Home » today » World » the mysterious president who revived Russia

the mysterious president who revived Russia

Writing about a person about whom everything is said is not easy at all. Politician, world leader, president of Russia and its former prime minister, intelligence officer, athlete, hunter, dog lover … It seems that everything is known about Vladimir Vladimirovich Putin, who will turn 69 on October 7, but certainly has no intention of retiring, write from Labor.

On the contrary, amendments to the Russian constitution adopted on July 1, 2020, allow him to run for two more presidential terms in 2024 in 2024. Thus, he can rule the country until 2036, when he will be 84, and will be the longest-serving president, either as president or prime minister – since 1999, when he took the place of Boris Yeltsin. With his spartan lifestyle and iron health, this is entirely possible.

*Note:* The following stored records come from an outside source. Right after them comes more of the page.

use chrono::{DateTime, Duration, Utc};
use feed_engine_shared::types::{Event, EventId, EventStatus, NewEvent};

use crate::errors::RepositoryError;

/// A status change requested by `ack`.
#[derive(Debug, Clone, PartialEq, Eq)]
pub struct EventTransition {
    pub status: EventStatus,
    /// New `scheduled_at`, set when the event is delayed.
    pub scheduled_at: Option<DateTime<Utc>>,
    pub increment_retry: bool,
    pub error: Option<String>,
}

impl EventTransition {
    pub fn to(status: EventStatus) -> Self {
        Self {
            status,
            scheduled_at: None,
            increment_retry: false,
            error: None,
        }
    }

    pub fn delayed_until(scheduled_at: DateTime<Utc>) -> Self {
        Self {
            status: EventStatus::Delayed,
            scheduled_at: Some(scheduled_at),
            increment_retry: false,
            error: None,
        }
    }

    pub fn with_retry(mut self) -> Self {
        self.increment_retry = true;
        self
    }

    pub fn with_error(mut self, error: impl Into<String>) -> Self {
        self.error = Some(error.into());
        self
    }
}

/// Durable staging log of domain events awaiting processing.
#[async_trait::async_trait]
pub trait EventQueueRepository: Send + Sync {
    /// Appends an event and returns its queue position.
    async fn enqueue(&self, event: &NewEvent) -> Result<EventId, RepositoryError>;

    /// Claims up to `batch_size` due events, moving them to `Started`.
    ///
    /// Due means `New` or `Delayed` with `scheduled_at <= now`, or `Started`
    /// with a lease older than `lease`. Events are returned in id order.
    async fn poll(
        &self,
        batch_size: usize,
        lease: Duration,
        now: DateTime<Utc>,
    ) -> Result<Vec<Event>, RepositoryError>;

    /// Applies a transition to a `Started` event. Returns `false`, changing
    /// nothing, when the event is in any other state.
    async fn transition(
        &self,
        event_id: EventId,
        transition: &EventTransition,
    ) -> Result<bool, RepositoryError>;

    async fn get_event(&self, event_id: EventId) -> Result<Option<Event>, RepositoryError>;

    /// Events that exhausted their retries or failed permanently, oldest first.
    async fn failed_events(&self, limit: usize) -> Result<Vec<Event>, RepositoryError>;

    /// Moves an `Error` event back to `New` with a fresh retry budget.
    async fn requeue(&self, event_id: EventId, now: DateTime<Utc>) -> Result<bool, RepositoryError>;
}
use std::collections::HashMap;
use std::sync::{PoisonError, RwLock};

use async_trait::async_trait;
use feed_engine_shared::types::{EntityRef, EntityType};
use uuid::Uuid;

use super::{EntityResolver, FollowerLookup, FollowerPage};
use crate::errors::CapabilityError;

/// Follower lookup over a fixed follower graph. Cursors are decimal offsets.
#[derive(Default)]
pub struct StaticFollowerLookup {
    followers: RwLock<HashMap<EntityRef, Vec<Uuid>>>,
}

impl StaticFollowerLookup {
    pub fn new() -> Self {
        Self::default()
    }

    pub fn add_follower(&self, target: EntityRef, follower_id: Uuid) {
        let mut followers = self.followers.write().unwrap_or_else(PoisonError::into_inner);
        let list = followers.entry(target).or_default();
        if !list.contains(&follower_id) {
            list.push(follower_id);
        }
    }

    pub fn remove_follower(&self, target: &EntityRef, follower_id: &Uuid) {
        let mut followers = self.followers.write().unwrap_or_else(PoisonError::into_inner);
        if let Some(list) = followers.get_mut(target) {
            list.retain(|id| id != follower_id);
        }
    }
}

#[async_trait]
impl FollowerLookup for StaticFollowerLookup {
    async fn followers(
        &self,
        target: &EntityRef,
        cursor: Option<&str>,
        limit: usize,
    ) -> Result<FollowerPage, CapabilityError> {
        let offset = match cursor {
            Some(cursor) => cursor
                .parse::<usize>()
                .map_err(|_| CapabilityError::decode(format!("bad cursor {cursor}")))?,
            None => 0,
        };
        let followers = self.followers.read().unwrap_or_else(PoisonError::into_inner);
        let all = followers.get(target).map(Vec::as_slice).unwrap_or_default();
        let end = (offset + limit.max(1)).min(all.len());
        let follower_ids = all.get(offset..end).unwrap_or_default().to_vec();
        let next_cursor = (end < all.len()).then(|| end.to_string());
        Ok(FollowerPage {
            follower_ids,
            next_cursor,
        })
    }
}

/// Entity resolver over a fixed set of display objects. Unknown ids resolve
/// to nothing, as a deleted entity would.
#[derive(Default)]
pub struct StaticEntityResolver {
    entities: RwLock<HashMap<(EntityType, Uuid), serde_json::Value>>,
}

impl StaticEntityResolver {
    pub fn new() -> Self {
        Self::default()
    }

    pub fn insert(&self, entity: EntityRef, value: serde_json::Value) {
        self.entities
            .write()
            .unwrap_or_else(PoisonError::into_inner)
            .insert((entity.entity_type, entity.id), value);
    }

    pub fn remove(&self, entity: &EntityRef) {
        self.entities
            .write()
            .unwrap_or_else(PoisonError::into_inner)
            .remove(&(entity.entity_type, entity.id));
    }
}

#[async_trait]
impl EntityResolver for StaticEntityResolver {
    async fn resolve(
        &self,
        entity_type: EntityType,
        ids: &[Uuid],
    ) -> Result<HashMap<Uuid, serde_json::Value>, CapabilityError> {
        let entities = self.entities.read().unwrap_or_else(PoisonError::into_inner);
        Ok(ids
            .iter()
            .filter_map(|id| {
                entities
                    .get(&(entity_type, *id))
                    .map(|value| (*id, value.clone()))
            })
            .collect())
    }
}

#[cfg(test)]
mod tests {
    use super::*;

    #[tokio::test]
    async fn test_follower_pages_walk_the_whole_set() {
        let lookup = StaticFollowerLookup::new();
        let target = EntityRef::user(Uuid::new_v4());
        let followers: Vec<Uuid> = (0..5).map(|_| Uuid::new_v4()).collect();
        for follower in &followers {
            lookup.add_follower(target, *follower);
        }

        let first = lookup.followers(&target, None, 2).await.unwrap();
        assert_eq!(first.follower_ids, followers[..2].to_vec());
        let second = lookup
            .followers(&target, first.next_cursor.as_deref(), 2)
            .await
            .unwrap();
        assert_eq!(second.follower_ids, followers[2..4].to_vec());
        let last = lookup
            .followers(&target, second.next_cursor.as_deref(), 2)
            .await
            .unwrap();
        assert_eq!(last.follower_ids, followers[4..].to_vec());
        assert!(last.next_cursor.is_none());
    }

    #[tokio::test]
    async fn test_unknown_target_has_no_followers() {
        let lookup = StaticFollowerLookup::new();
        let page = lookup
            .followers(&EntityRef::game(Uuid::new_v4()), None, 10)
            .await
            .unwrap();
        assert!(page.follower_ids.is_empty());
        assert!(page.next_cursor.is_none());
    }

    #[tokio::test]
    async fn test_resolver_skips_unknown_ids() {
        let resolver = StaticEntityResolver::new();
        let known = Uuid::new_v4();
        resolver.insert(EntityRef::game(known), serde_json::json!({"title": "Outer Wilds"}));

        let resolved = resolver
            .resolve(EntityType::Game, &[known, Uuid::new_v4()])
            .await
            .unwrap();
        assert_eq!(resolved.len(), 1);
        assert_eq!(resolved[&known]["title"], "Outer Wilds");
    }
}
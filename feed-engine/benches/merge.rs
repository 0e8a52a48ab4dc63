use chrono::Utc;
use criterion::{BatchSize, Criterion, black_box, criterion_group, criterion_main};
use feed_engine::Settings;
use feed_engine::config::handlers::register_handlers;
use feed_engine_pipeline::aggregator::apply_instruction;
use feed_engine_pipeline::processor::{EventPlan, ProcessEvents};
use feed_engine_shared::types::{Aggregate, EntityType, Event, NewEvent};
use serde_json::json;
use uuid::Uuid;

const STATUSES: [&str; 4] = ["owned", "playing", "beaten", "wishlist"];

/// Game-status events for a single user, as a busy profile would emit them.
fn make_events(owner: Uuid, count: usize) -> Vec<Event> {
    let now = Utc::now();
    (0..count)
        .map(|i| {
            let new = NewEvent::addition(EntityType::Game, Uuid::new_v4())
                .with_actor(owner)
                .with_extra(json!({ "status": STATUSES[i % STATUSES.len()] }));
            Event::from_new(i as i64 + 1, &new, now)
        })
        .collect()
}

fn classify_all(events: &[Event]) -> Vec<EventPlan> {
    let processor = register_handlers(&Settings::default());
    events
        .iter()
        .filter_map(|event| processor.classify(event).ok().flatten())
        .collect()
}

/// Benchmark classifying a single game-status event
fn single_event_classification(c: &mut Criterion) {
    let processor = register_handlers(&Settings::default());
    let owner = Uuid::new_v4();

    c.bench_function("classify_single_event", |b| {
        b.iter_batched(
            || make_events(owner, 1).remove(0),
            |event| processor.classify(black_box(&event)),
            BatchSize::SmallInput,
        )
    });
}

/// Benchmark merging plans into one growing aggregate
fn merge_into_aggregate(c: &mut Criterion) {
    let mut group = c.benchmark_group("merge_into_aggregate");

    for size in [10, 100, 1000].iter() {
        let owner = Uuid::new_v4();
        let plans = classify_all(&make_events(owner, *size));
        let key = plans[0].merges[0].key.clone();

        group.bench_with_input(format!("events_{}", size), &plans, |b, plans| {
            b.iter_batched(
                || Aggregate::new(&key, 0, 1, Utc::now()),
                |mut aggregate| {
                    for plan in plans {
                        for instruction in &plan.merges {
                            let _ = apply_instruction(&mut aggregate, black_box(instruction));
                        }
                    }
                    aggregate
                },
                BatchSize::SmallInput,
            )
        });
    }

    group.finish();
}

criterion_group!(benches, single_event_classification, merge_into_aggregate);
criterion_main!(benches);
use serde::{Deserialize, Serialize};
use std::fmt;
use std::str::FromStr;
use thiserror::Error;
use uuid::Uuid;

/// Error returned when a stored enum label does not match any known variant.
#[derive(Debug, Clone, Error, PartialEq, Eq)]
#[error("Unknown {kind} value: {value}")]
pub struct ParseEnumError {
    pub kind: &'static str,
    pub value: String,
}

impl ParseEnumError {
    pub fn new(kind: &'static str, value: impl Into<String>) -> Self {
        Self { kind, value: value.into() }
    }
}

/// The kinds of domain entities that can emit events or appear inside an
/// aggregate category.
#[derive(Debug, Clone, Copy, PartialEq, Eq, Hash, PartialOrd, Ord, Serialize, Deserialize)]
#[serde(rename_all = "snake_case")]
pub enum EntityType {
    User,
    Game,
    Review,
    Comment,
    Collection,
    /// Join row linking a game to a collection.
    CollectionGame,
    Follow,
    ReviewLike,
    /// Community milestone emitted by the threshold detector.
    Milestone,
}

impl EntityType {
    pub fn as_str(&self) -> &'static str {
        match self {
            EntityType::User => "user",
            EntityType::Game => "game",
            EntityType::Review => "review",
            EntityType::Comment => "comment",
            EntityType::Collection => "collection",
            EntityType::CollectionGame => "collection_game",
            EntityType::Follow => "follow",
            EntityType::ReviewLike => "review_like",
            EntityType::Milestone => "milestone",
        }
    }
}

impl fmt::Display for EntityType {
    fn fmt(&self, f: &mut fmt::Formatter<'_>) -> fmt::Result {
        f.write_str(self.as_str())
    }
}

impl FromStr for EntityType {
    type Err = ParseEnumError;

    fn from_str(s: &str) -> Result<Self, Self::Err> {
        match s {
            "user" => Ok(EntityType::User),
            "game" => Ok(EntityType::Game),
            "review" => Ok(EntityType::Review),
            "comment" => Ok(EntityType::Comment),
            "collection" => Ok(EntityType::Collection),
            "collection_game" => Ok(EntityType::CollectionGame),
            "follow" => Ok(EntityType::Follow),
            "review_like" => Ok(EntityType::ReviewLike),
            "milestone" => Ok(EntityType::Milestone),
            other => Err(ParseEnumError::new("entity type", other)),
        }
    }
}

/// A typed pointer to a domain entity.
#[derive(Debug, Clone, Copy, PartialEq, Eq, Hash, PartialOrd, Ord, Serialize, Deserialize)]
pub struct EntityRef {
    pub entity_type: EntityType,
    pub id: Uuid,
}

impl EntityRef {
    pub fn new(entity_type: EntityType, id: Uuid) -> Self {
        Self { entity_type, id }
    }

    pub fn user(id: Uuid) -> Self {
        Self::new(EntityType::User, id)
    }

    pub fn game(id: Uuid) -> Self {
        Self::new(EntityType::Game, id)
    }

    pub fn review(id: Uuid) -> Self {
        Self::new(EntityType::Review, id)
    }
}

impl fmt::Display for EntityRef {
    fn fmt(&self, f: &mut fmt::Formatter<'_>) -> fmt::Result {
        write!(f, "{}:{}", self.entity_type, self.id)
    }
}
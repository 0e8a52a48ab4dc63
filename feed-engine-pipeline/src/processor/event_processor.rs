use std::{collections::HashMap, sync::Arc};

use feed_engine_shared::types::{EntityType, Event, EventAction};
use tracing::debug;

use crate::errors::ProcessorError;
use crate::processor::{Classify, EventPlan, ProcessEvents};

/// `EventProcessor` turns queued events into plans.
/// It manages a registry of classifiers keyed by entity type and action.
pub struct EventProcessor {
    classifier_registry: HashMap<(EntityType, EventAction), Arc<dyn Classify>>,
}

impl EventProcessor {
    pub fn new() -> Self {
        Self {
            classifier_registry: HashMap::new(),
        }
    }

    /// Registers a classifier for one entity type and action, replacing any
    /// previous one.
    pub fn register_classifier(
        &mut self,
        entity_type: EntityType,
        action: EventAction,
        classifier: Arc<dyn Classify>,
    ) {
        self.classifier_registry.insert((entity_type, action), classifier);
    }

    pub fn is_registered(&self, entity_type: EntityType, action: EventAction) -> bool {
        self.classifier_registry.contains_key(&(entity_type, action))
    }
}

impl Default for EventProcessor {
    fn default() -> Self {
        Self::new()
    }
}

impl ProcessEvents for EventProcessor {
    /// Events without a registered classifier carry nothing for the feeds.
    fn classify(&self, event: &Event) -> Result<Option<EventPlan>, ProcessorError> {
        let Some(classifier) = self.classifier_registry.get(&(event.entity_type, event.action)) else {
            debug!(
                event_id = event.id,
                entity_type = %event.entity_type,
                action = %event.action,
                "No classifier registered"
            );
            return Ok(None);
        };
        let plan = classifier.classify(event)?;
        Ok(plan.filter(|plan| !plan.is_empty()))
    }
}
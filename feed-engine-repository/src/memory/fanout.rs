use async_trait::async_trait;
use chrono::{DateTime, Utc};
use feed_engine_shared::types::{
    AggregateId, FanoutEntry, FeedCursor, FeedEntry, FeedSource, NotificationEntry,
};
use uuid::Uuid;

use super::MemoryFeedStore;
use crate::errors::RepositoryError;
use crate::interfaces::FanoutRepository;

#[async_trait]
impl FanoutRepository for MemoryFeedStore {
    async fn upsert_fanout(
        &self,
        aggregate_id: AggregateId,
        follower_ids: &[Uuid],
        created_at: DateTime<Utc>,
    ) -> Result<u64, RepositoryError> {
        let mut state = self.write()?;
        if !state.aggregates.contains_key(&aggregate_id) {
            return Err(RepositoryError::not_found(format!("aggregate {}", aggregate_id)));
        }

        let mut inserted = 0;
        for follower_id in follower_ids {
            state
                .fanout
                .entry((aggregate_id, *follower_id))
                .or_insert_with(|| {
                    inserted += 1;
                    FanoutEntry {
                        id: Uuid::new_v4(),
                        aggregate_id,
                        follower_id: *follower_id,
                        created_at,
                        is_new: true,
                        hidden: false,
                    }
                });
        }
        Ok(inserted)
    }

    async fn upsert_notification(
        &self,
        aggregate_id: AggregateId,
        recipient_id: Uuid,
        created_at: DateTime<Utc>,
    ) -> Result<bool, RepositoryError> {
        let mut state = self.write()?;
        if !state.aggregates.contains_key(&aggregate_id) {
            return Err(RepositoryError::not_found(format!("aggregate {}", aggregate_id)));
        }
        if state.notifications.contains_key(&(aggregate_id, recipient_id)) {
            return Ok(false);
        }
        state.notifications.insert(
            (aggregate_id, recipient_id),
            NotificationEntry {
                id: Uuid::new_v4(),
                aggregate_id,
                recipient_id,
                created_at,
                is_new: true,
            },
        );
        Ok(true)
    }

    async fn feed_entries(
        &self,
        viewer_id: Uuid,
        before: Option<FeedCursor>,
        limit: usize,
    ) -> Result<Vec<FeedEntry>, RepositoryError> {
        let state = self.read();
        let feed = state
            .fanout
            .values()
            .filter(|entry| entry.follower_id == viewer_id && !entry.hidden)
            .map(|entry| FeedEntry {
                aggregate_id: entry.aggregate_id,
                created_at: entry.created_at,
                is_new: entry.is_new,
                source: FeedSource::Feed,
            });
        let notifications = state
            .notifications
            .values()
            .filter(|entry| entry.recipient_id == viewer_id)
            .map(|entry| FeedEntry {
                aggregate_id: entry.aggregate_id,
                created_at: entry.created_at,
                is_new: entry.is_new,
                source: FeedSource::Notification,
            });

        let mut entries: Vec<FeedEntry> = feed
            .chain(notifications)
            .filter(|entry| {
                before.is_none_or(|cursor| cursor.is_before(entry.created_at, entry.aggregate_id))
            })
            .collect();
        entries.sort_by(|a, b| b.cursor().cmp(&a.cursor()));
        entries.truncate(limit);
        Ok(entries)
    }

    async fn unread_notifications(&self, recipient_id: Uuid) -> Result<i64, RepositoryError> {
        let count = self
            .read()
            .notifications
            .values()
            .filter(|entry| entry.recipient_id == recipient_id && entry.is_new)
            .count();
        Ok(count as i64)
    }

    async fn mark_notifications_read(&self, recipient_id: Uuid) -> Result<u64, RepositoryError> {
        let mut state = self.write()?;
        let mut cleared = 0;
        for entry in state.notifications.values_mut() {
            if entry.recipient_id == recipient_id && entry.is_new {
                entry.is_new = false;
                cleared += 1;
            }
        }
        Ok(cleared)
    }

    async fn mark_feed_read(&self, follower_id: Uuid) -> Result<u64, RepositoryError> {
        let mut state = self.write()?;
        let mut cleared = 0;
        for entry in state.fanout.values_mut() {
            if entry.follower_id == follower_id && entry.is_new {
                entry.is_new = false;
                cleared += 1;
            }
        }
        Ok(cleared)
    }

    async fn hide_entry(&self, follower_id: Uuid, aggregate_id: AggregateId) -> Result<bool, RepositoryError> {
        let mut state = self.write()?;
        match state.fanout.get_mut(&(aggregate_id, follower_id)) {
            Some(entry) if !entry.hidden => {
                entry.hidden = true;
                Ok(true)
            }
            _ => Ok(false),
        }
    }

    async fn fanout_entries_for(&self, aggregate_id: AggregateId) -> Result<Vec<FanoutEntry>, RepositoryError> {
        let mut entries: Vec<FanoutEntry> = self
            .read()
            .fanout
            .values()
            .filter(|entry| entry.aggregate_id == aggregate_id)
            .cloned()
            .collect();
        entries.sort_by_key(|entry| entry.follower_id);
        Ok(entries)
    }

    async fn notification_entries_for(
        &self,
        aggregate_id: AggregateId,
    ) -> Result<Vec<NotificationEntry>, RepositoryError> {
        let mut entries: Vec<NotificationEntry> = self
            .read()
            .notifications
            .values()
            .filter(|entry| entry.aggregate_id == aggregate_id)
            .cloned()
            .collect();
        entries.sort_by_key(|entry| entry.recipient_id);
        Ok(entries)
    }
}
//! PostgreSQL implementation of the feed engine repositories.
//!
//! ## Database Tables
//!
//! - `feed_events`: the event queue, claimed with `FOR UPDATE SKIP LOCKED`
//! - `aggregates` / `aggregate_references`: aggregates and their reverse index
//! - `fanout_entries` / `notification_entries`: per-viewer copies
//! - `threshold_marks` / `threshold_samples`: milestone bookkeeping
//! - `reaction_kinds` / `reaction_votes`: reaction catalog and votes
//!
//! Child rows reference `aggregates` with `ON DELETE CASCADE`, so deleting an
//! aggregate removes everything hanging off it in one statement.
mod aggregates;
mod events;
mod fanout;
mod reactions;
mod rows;
mod thresholds;

use sqlx::postgres::PgPoolOptions;
use tracing::info;

use crate::errors::RepositoryError;

static MIGRATOR: sqlx::migrate::Migrator = sqlx::migrate!("src/postgres/migrations");

/// PostgreSQL-backed feed store implementing every repository trait.
#[derive(Clone)]
pub struct PostgresFeedStore {
    pool: sqlx::PgPool,
}

impl PostgresFeedStore {
    /// Wraps an existing pool. The schema is expected to be migrated.
    pub async fn new(pool: sqlx::PgPool) -> Result<Self, RepositoryError> {
        Ok(Self { pool })
    }

    /// Opens a pool against `database_url`.
    pub async fn connect(database_url: &str, max_connections: u32) -> Result<Self, RepositoryError> {
        let pool = PgPoolOptions::new()
            .max_connections(max_connections)
            .connect(database_url)
            .await?;
        Ok(Self { pool })
    }

    /// Applies the embedded migrations.
    pub async fn migrate(&self) -> Result<(), RepositoryError> {
        MIGRATOR.run(&self.pool).await?;
        info!("Database migrations applied");
        Ok(())
    }

    pub fn pool(&self) -> &sqlx::PgPool {
        &self.pool
    }
}
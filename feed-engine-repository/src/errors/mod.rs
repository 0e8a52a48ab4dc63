//! Error types for the feed engine repository.
mod repository;

pub use repository::RepositoryError;
use std::collections::HashSet;
use std::sync::Arc;
use std::time::Duration;

use chrono::Utc;
use feed_engine_repository::AggregateRepository;
use feed_engine_shared::types::{AggregateId, EntityRef, EntityType, ReferenceScope};
use tokio_retry::{
    RetryIf,
    strategy::{ExponentialBackoff, jitter},
};
use tracing::{debug, info, instrument};
use uuid::Uuid;

use super::MaintenanceConfig;
use crate::errors::MaintenanceError;

/// What stripping an entity did to one aggregate.
#[derive(Debug, Clone, Copy, PartialEq, Eq)]
pub enum StripOutcome {
    Updated,
    /// The last id went away, so the aggregate and its cascades are gone.
    Deleted,
    /// Already gone or no longer referencing the entity.
    Unchanged,
}

#[derive(Debug, Clone, Copy, Default, PartialEq, Eq)]
pub struct RemovalSummary {
    pub updated: usize,
    pub deleted: usize,
}

impl RemovalSummary {
    fn record(&mut self, outcome: StripOutcome) {
        match outcome {
            StripOutcome::Updated => self.updated += 1,
            StripOutcome::Deleted => self.deleted += 1,
            StripOutcome::Unchanged => {}
        }
    }
}

/// Strips deleted or hidden entities out of the aggregates that reference
/// them, deleting aggregates left empty.
pub struct ReverseMaintainer {
    aggregates: Arc<dyn AggregateRepository>,
    config: MaintenanceConfig,
}

impl ReverseMaintainer {
    pub fn new(aggregates: Arc<dyn AggregateRepository>, config: MaintenanceConfig) -> Self {
        Self { aggregates, config }
    }

    pub async fn remove_reference(
        &self,
        entity_type: EntityType,
        entity_id: Uuid,
    ) -> Result<RemovalSummary, MaintenanceError> {
        self.remove_scoped(&EntityRef::new(entity_type, entity_id), &ReferenceScope::everywhere())
            .await
    }

    /// Works through the reverse index until no aggregate in `scope`
    /// references `entity`.
    #[instrument(skip(self), fields(entity = %entity))]
    pub async fn remove_scoped(
        &self,
        entity: &EntityRef,
        scope: &ReferenceScope,
    ) -> Result<RemovalSummary, MaintenanceError> {
        let mut summary = RemovalSummary::default();
        let mut visited: HashSet<AggregateId> = HashSet::new();

        for _ in 0..self.config.max_passes {
            let batch = self
                .aggregates
                .referencing_aggregates(entity, scope, self.config.batch_size)
                .await?;
            let fresh: Vec<AggregateId> = batch
                .iter()
                .map(|aggregate| aggregate.id)
                .filter(|id| visited.insert(*id))
                .collect();
            // Nothing left, or only aggregates already handled whose index rows
            // lag behind.
            if fresh.is_empty() {
                if summary != RemovalSummary::default() {
                    info!(updated = summary.updated, deleted = summary.deleted, "Removed references");
                }
                return Ok(summary);
            }
            for id in fresh {
                summary.record(self.strip(id, entity).await?);
            }
        }
        Err(MaintenanceError::IncompleteRemoval(entity.to_string()))
    }

    /// Removes `entity` from one aggregate, re-reading it on every conflict.
    pub async fn strip(
        &self,
        aggregate_id: AggregateId,
        entity: &EntityRef,
    ) -> Result<StripOutcome, MaintenanceError> {
        let strategy = ExponentialBackoff::from_millis(2)
            .factor(5)
            .max_delay(Duration::from_millis(500))
            .map(jitter)
            .take(self.config.max_conflict_retries);

        RetryIf::spawn(
            strategy,
            || self.try_strip(aggregate_id, entity),
            |err: &MaintenanceError| err.is_conflict(),
        )
        .await
        .map_err(|err| {
            if err.is_conflict() {
                MaintenanceError::ConflictRetriesExhausted {
                    entity: entity.to_string(),
                    aggregate_id,
                    attempts: self.config.max_conflict_retries + 1,
                }
            } else {
                err
            }
        })
    }

    async fn try_strip(
        &self,
        aggregate_id: AggregateId,
        entity: &EntityRef,
    ) -> Result<StripOutcome, MaintenanceError> {
        let Some(mut aggregate) = self.aggregates.get_aggregate(aggregate_id).await? else {
            return Ok(StripOutcome::Unchanged);
        };
        if !aggregate.remove_entity(entity) {
            return Ok(StripOutcome::Unchanged);
        }
        if aggregate.is_empty() {
            // Guarded so a merge landing after our read is not deleted with it.
            if !self
                .aggregates
                .delete_aggregate_if(aggregate_id, aggregate.version)
                .await?
            {
                return Ok(StripOutcome::Unchanged);
            }
            debug!(aggregate_id = %aggregate_id, "Deleted emptied aggregate");
            return Ok(StripOutcome::Deleted);
        }
        aggregate.updated_at = aggregate.updated_at.max(Utc::now());
        self.aggregates.update_aggregate(&aggregate).await?;
        Ok(StripOutcome::Updated)
    }

    /// Deletes every aggregate derived from a join row.
    #[instrument(skip(self), fields(anchor = %anchor))]
    pub async fn delete_anchored(&self, anchor: &EntityRef) -> Result<usize, MaintenanceError> {
        let mut deleted = 0;
        for aggregate in self.aggregates.anchored_aggregates(anchor).await? {
            if self.aggregates.delete_aggregate(aggregate.id).await? {
                deleted += 1;
            }
        }
        Ok(deleted)
    }

    /// Deletes every aggregate owned by a removed user.
    #[instrument(skip(self))]
    pub async fn purge_owner(&self, owner_id: Uuid) -> Result<usize, MaintenanceError> {
        let mut deleted = 0;
        for _ in 0..self.config.max_passes {
            let owned = self
                .aggregates
                .aggregates_owned_by(owner_id, self.config.batch_size)
                .await?;
            if owned.is_empty() {
                return Ok(deleted);
            }
            for aggregate in owned {
                if self.aggregates.delete_aggregate(aggregate.id).await? {
                    deleted += 1;
                }
            }
        }
        Err(MaintenanceError::IncompleteRemoval(EntityRef::user(owner_id).to_string()))
    }

    pub async fn set_language(
        &self,
        owner_id: Uuid,
        language: Option<&str>,
    ) -> Result<u64, MaintenanceError> {
        Ok(self.aggregates.set_language(owner_id, language).await?)
    }
}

As around any celebrity, so around Vladimir Putin is a web of rumors, conspiracies, mystifications, which seem so convincing that, in the end, one begins to wonder if he is what he pretends to be or not.

The son of two mothers?

Vladimir Vladimirovich was born on October 7, 1952 in Leningrad, today St. Petersburg. His paternal roots are from the Tver region, at some point in the 18th century his great-grandfathers settled in the village of Pominovo, where the family house is still located. Putin’s grandfather, Spiridon Ivanovich, moved to St. Petersburg, where he studied cooking and was appointed to the party commissioner’s dining room after World War I. He cooks for Lenin and Stalin, and his grandson remembers him because he was 13 when his grandfather died.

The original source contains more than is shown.